Data Model: semantic-doc-segmenter
Database
MySQL 8, InnoDB engine, utf8mb4_unicode_ci collation throughout.
Database name: pdfdocuments (conventional; set via MYSQL_URL).
SQLAlchemy models: app/models/models.py
Alembic config: alembic.ini, migrations in alembic/versions/
Migration chain
47cd9e9e0aa6 Base -- creates document, job, documentsegment tables
|
3a0135f92ea8 Add process_images field to job
|
97c5f3f7f0ac Add options column to job
|
ac627aa39080 Add processing_stage and correlation_id to job (HEAD)
Tables
document
Stores the raw uploaded file body alongside metadata.
| Column | Type | Notes |
|---|---|---|
id | VARCHAR(255) PK | UUID v4, generated on insert |
status | ENUM | NEW, PROCESSED, CANCELED |
created | DATETIME | UTC timestamp on insert |
updated | DATETIME | UTC timestamp, updated on change |
body | MEDIUMBLOB (16 MB) | Raw file bytes |
filename | VARCHAR(255) | Sanitized via werkzeug secure_filename |
filesize | INT | Bytes |
mimetype | VARCHAR(255) | e.g. application/pdf |
doctype | VARCHAR(10) | pdf, docx, pptx, html, md, txt |
Index: ix_document_id on id.
job
One job per document submission. Tracks processing status and configuration.
| Column | Type | Notes |
|---|---|---|
id | VARCHAR(255) PK | UUID v4 |
ip | VARCHAR(20) | Client IP (X-Forwarded-For or direct) |
documentid | VARCHAR(255) FK -> document.id | |
status | ENUM | NEW, PENDING, PROCESSING, COMPLETED, FAILED, CANCELED |
created | DATETIME | UTC |
updated | DATETIME | UTC |
completed | DATETIME | Set when status becomes COMPLETED |
timeit | INT | Total processing time in seconds |
callbackurl | VARCHAR(2048) | Optional webhook URL |
maxsize | INT | Max segment size in configured units |
usetags | JSON | List of tag strings requested by caller |
maxtags | INT | Max tags per segment (default 1) |
errormessage | TEXT | Traceback on failure |
process_images | BOOLEAN | Whether to extract and upload images |
options | JSON | pdf_parsing_backend, enable_ocr, ocr_backend, force_full_page_ocr |
progress | INT | 0-100, updated during processing |
correlation_id | VARCHAR(255) | UUID for end-to-end log tracing |
processing_stage | VARCHAR(50) | Current ProcessingStage value |
Indexes: ix_job_id, ix_job_documentid.
documentsegment
Output segments produced by the pipeline.
| Column | Type | Notes |
|---|---|---|
id | VARCHAR(255) PK | UUID v4 |
documentid | VARCHAR(255) FK -> document.id | |
status | ENUM | COMPLETED, FAILED |
body | TEXT | Markdown content of the segment |
pagenr | INT | Source page number |
group | VARCHAR(255) | Heading group from Markdown tree |
title | VARCHAR(255) | Extracted or LLM-generated title |
tags | JSON | LLM-assigned tags (list of strings) |
created | DATETIME | UTC |
updated | DATETIME | UTC |
timeit | INT | Per-segment timing (legacy, not actively used) |
lang | VARCHAR(10) | ISO language code detected for the document |
ordinal | INT | 1-based position in document order |
Indexes: ix_documentsegment_id, ix_documentsegment_documentid.

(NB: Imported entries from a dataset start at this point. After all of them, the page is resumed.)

//! The scan driver: variants outer, platforms inner, results streamed to a
//! [`Reporter`] as they complete.

use std::io::{self, Write};
use std::thread;

use tracing::{debug, info};

use crate::check::{CheckError, CheckResult, Client, Status, Verdict};
use crate::platform::{PLATFORMS, Platform};
use crate::report::Reporter;
use crate::variants::generate_variants;

/// Counters for one scan of a base username.
#[derive(Debug, Clone, Copy, Default, PartialEq, Eq)]
pub struct ScanSummary {
    /// Variants probed.
    pub variants: usize,
    /// Probes run (variants times platforms).
    pub probes: usize,
    /// Probes that found a profile.
    pub found: usize,
    /// Probes that ended in an error.
    pub errors: usize,
}

impl ScanSummary {
    fn record(&mut self, status: Status) {
        self.probes += 1;
        match status {
            Status::Found => self.found += 1,
            Status::NotFound => {}
            Status::Error => self.errors += 1,
        }
    }
}

/// Probes every variant of a username against a fixed list of platforms.
#[derive(Debug, Clone)]
pub struct Scanner {
    client: Client,
    platforms: Vec<Platform>,
    parallel: bool,
}

impl Scanner {
    /// Scanner over all registered platforms.
    #[must_use]
    pub fn new(client: Client) -> Self {
        Self::with_platforms(client, PLATFORMS.to_vec())
    }

    /// Scanner over an explicit platform list, probed in the given order.
    #[must_use]
    pub fn with_platforms(client: Client, platforms: Vec<Platform>) -> Self {
        Self {
            client,
            platforms,
            parallel: false,
        }
    }

    /// Probe the platforms of one variant concurrently. Output order is
    /// unchanged; results are buffered until the whole variant is done.
    #[must_use]
    pub fn parallel(mut self, parallel: bool) -> Self {
        self.parallel = parallel;
        self
    }

    /// Platforms this scanner probes, in order.
    #[must_use]
    pub fn platforms(&self) -> &[Platform] {
        &self.platforms
    }

    /// Generate the variants of `base` and probe each against every
    /// platform, reporting as it goes.
    ///
    /// Probe failures are reported, never returned.
    ///
    /// # Errors
    ///
    /// Fails only if writing to the reporter's output fails.
    pub fn scan<W: Write>(
        &self,
        base: &str,
        reporter: &mut Reporter<W>,
    ) -> io::Result<ScanSummary> {
        let variants = generate_variants(base);
        info!(base, variants = variants.len(), platforms = self.platforms.len(), "starting scan");

        let mut summary = ScanSummary::default();
        reporter.begin_scan(base)?;

        for variant in &variants {
            reporter.begin_variant(variant)?;
            let mut found_any = false;
            self.scan_variant(variant, |platform, result| {
                let status = result.status();
                found_any |= status == Status::Found;
                summary.record(status);
                reporter.result(platform, &result)
            })?;
            reporter.end_variant(found_any)?;
            summary.variants += 1;
        }

        reporter.end_scan(&summary)?;
        info!(
            base,
            found = summary.found,
            errors = summary.errors,
            "scan complete"
        );
        Ok(summary)
    }

    /// Probe one variant against every platform, handing each result to
    /// `on_result` in platform order.
    ///
    /// # Errors
    ///
    /// Propagates the first error returned by `on_result`.
    pub fn scan_variant<F>(&self, variant: &str, mut on_result: F) -> io::Result<()>
    where
        F: FnMut(&Platform, CheckResult) -> io::Result<()>,
    {
        if !self.parallel {
            for platform in &self.platforms {
                on_result(platform, platform.check(&self.client, variant))?;
            }
            return Ok(());
        }

        debug!(variant, "probing platforms in parallel");
        let client = &self.client;
        let results: Vec<CheckResult> = thread::scope(|s| {
            let handles: Vec<_> = self
                .platforms
                .iter()
                .map(|platform| (platform, s.spawn(move || platform.check(client, variant))))
                .collect();
            handles
                .into_iter()
                .map(|(platform, h)| {
                    h.join().unwrap_or_else(|_| CheckResult {
                        platform: platform.name,
                        variant: variant.to_string(),
                        verdict: Verdict::Error(CheckError::Internal(
                            "checker thread panicked".into(),
                        )),
                    })
                })
                .collect()
        });

        for (platform, result) in self.platforms.iter().zip(results) {
            on_result(platform, result)?;
        }
        Ok(())
    }
}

Enums (SQLAlchemy / Python)
class JobStatus(enum.Enum):
NEW = "NEW"
PENDING = "PENDING"
PROCESSING = "PROCESSING"
COMPLETED = "COMPLETED"
FAILED = "FAILED"
CANCELED = "CANCELED"
class DocumentStatus(enum.Enum):
NEW = "NEW"
PROCESSED = "PROCESSED"
CANCELED = "CANCELED"
class SegmentStatus(enum.Enum):
COMPLETED = "COMPLETED"
FAILED = "FAILED"
ProcessingStage (not persisted as enum, stored as VARCHAR in job.processing_stage):
UPLOADED -> CONVERTING -> PROCESSING_MARKDOWN -> SEGMENTING -> TAGGING -> FINALIZING -> COMPLETED
\-> FAILED
Connection pool
Configured in app/config/database.py via app/config/config.py:
| Env var | Default | Purpose |
|---|---|---|
SQLALCHEMY_POOL_SIZE | 5 | Pool size |
SQLALCHEMY_OVERFLOW | 10 | Max overflow connections |
SQLALCHEMY_POOL_RECYCLE | 3600 | Seconds before recycling connections |
MYSQL_USE_SSL | false | Enable SSL (no cert verification) |
pool_pre_ping=True and pool_reset_on_return="commit" are set to guard against stale connections.